■ Goal of the exercise:
Within the listing, each line that has the string "primitives" should be copied.

◆ ◆ ◆ ◆ ◆

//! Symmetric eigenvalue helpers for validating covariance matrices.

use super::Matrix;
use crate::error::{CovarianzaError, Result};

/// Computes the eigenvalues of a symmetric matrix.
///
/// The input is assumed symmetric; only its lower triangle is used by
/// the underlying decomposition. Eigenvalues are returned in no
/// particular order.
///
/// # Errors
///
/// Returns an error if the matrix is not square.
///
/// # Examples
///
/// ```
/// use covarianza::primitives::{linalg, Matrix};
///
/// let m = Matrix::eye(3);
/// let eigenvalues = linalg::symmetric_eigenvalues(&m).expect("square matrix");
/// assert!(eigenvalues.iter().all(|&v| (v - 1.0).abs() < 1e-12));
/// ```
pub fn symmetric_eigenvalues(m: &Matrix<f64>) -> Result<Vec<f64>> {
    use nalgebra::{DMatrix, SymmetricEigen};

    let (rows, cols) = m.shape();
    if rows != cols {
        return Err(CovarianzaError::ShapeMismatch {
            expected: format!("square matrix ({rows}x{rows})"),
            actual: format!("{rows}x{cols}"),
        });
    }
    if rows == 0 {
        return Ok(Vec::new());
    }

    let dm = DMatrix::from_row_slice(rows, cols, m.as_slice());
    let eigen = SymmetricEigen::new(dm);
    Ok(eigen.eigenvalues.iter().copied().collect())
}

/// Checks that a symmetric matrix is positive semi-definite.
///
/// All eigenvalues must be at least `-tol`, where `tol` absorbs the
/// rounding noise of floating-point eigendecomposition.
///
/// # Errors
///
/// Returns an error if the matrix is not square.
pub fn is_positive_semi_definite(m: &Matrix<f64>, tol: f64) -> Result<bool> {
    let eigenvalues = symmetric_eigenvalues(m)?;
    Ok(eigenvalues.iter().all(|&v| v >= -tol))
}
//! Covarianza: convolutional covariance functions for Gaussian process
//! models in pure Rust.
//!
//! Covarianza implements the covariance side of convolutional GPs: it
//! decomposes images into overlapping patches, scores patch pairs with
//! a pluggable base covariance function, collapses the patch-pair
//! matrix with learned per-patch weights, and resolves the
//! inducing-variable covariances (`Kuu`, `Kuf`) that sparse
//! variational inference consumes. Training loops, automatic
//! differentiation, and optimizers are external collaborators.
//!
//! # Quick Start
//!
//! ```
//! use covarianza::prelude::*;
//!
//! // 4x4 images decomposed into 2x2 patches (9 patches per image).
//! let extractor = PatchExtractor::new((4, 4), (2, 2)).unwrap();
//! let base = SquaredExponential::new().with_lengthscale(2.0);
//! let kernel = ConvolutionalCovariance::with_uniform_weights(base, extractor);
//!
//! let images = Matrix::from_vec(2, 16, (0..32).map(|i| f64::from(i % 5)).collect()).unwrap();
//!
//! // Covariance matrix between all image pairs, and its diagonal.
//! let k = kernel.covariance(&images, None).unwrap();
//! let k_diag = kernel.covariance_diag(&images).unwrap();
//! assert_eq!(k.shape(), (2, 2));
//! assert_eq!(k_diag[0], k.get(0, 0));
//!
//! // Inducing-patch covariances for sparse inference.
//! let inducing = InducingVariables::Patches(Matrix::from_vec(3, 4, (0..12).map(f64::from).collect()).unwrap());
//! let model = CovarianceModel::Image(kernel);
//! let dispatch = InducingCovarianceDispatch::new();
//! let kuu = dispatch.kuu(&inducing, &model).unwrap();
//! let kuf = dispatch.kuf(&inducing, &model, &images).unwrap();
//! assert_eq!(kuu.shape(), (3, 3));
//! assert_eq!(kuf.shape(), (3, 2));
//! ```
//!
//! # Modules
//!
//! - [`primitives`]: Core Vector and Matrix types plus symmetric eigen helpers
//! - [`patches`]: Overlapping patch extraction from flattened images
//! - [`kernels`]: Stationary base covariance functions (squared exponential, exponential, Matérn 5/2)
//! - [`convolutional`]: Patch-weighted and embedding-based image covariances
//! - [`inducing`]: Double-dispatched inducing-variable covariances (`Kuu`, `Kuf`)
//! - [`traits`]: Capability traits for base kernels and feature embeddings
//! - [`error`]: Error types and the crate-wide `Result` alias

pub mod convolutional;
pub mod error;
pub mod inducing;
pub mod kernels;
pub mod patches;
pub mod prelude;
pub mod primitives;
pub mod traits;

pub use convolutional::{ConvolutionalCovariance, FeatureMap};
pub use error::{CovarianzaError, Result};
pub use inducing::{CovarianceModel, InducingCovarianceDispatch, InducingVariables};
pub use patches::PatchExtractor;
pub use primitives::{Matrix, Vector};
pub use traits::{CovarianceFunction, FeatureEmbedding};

◆ ◆ ◆ ◆ ◆

■ Output of the exercise:
/// use covarianza::primitives::{linalg, Matrix};
//! - [`primitives`]: Core Vector and Matrix types plus symmetric eigen helpers
pub mod primitives;
pub use primitives::{Matrix, Vector};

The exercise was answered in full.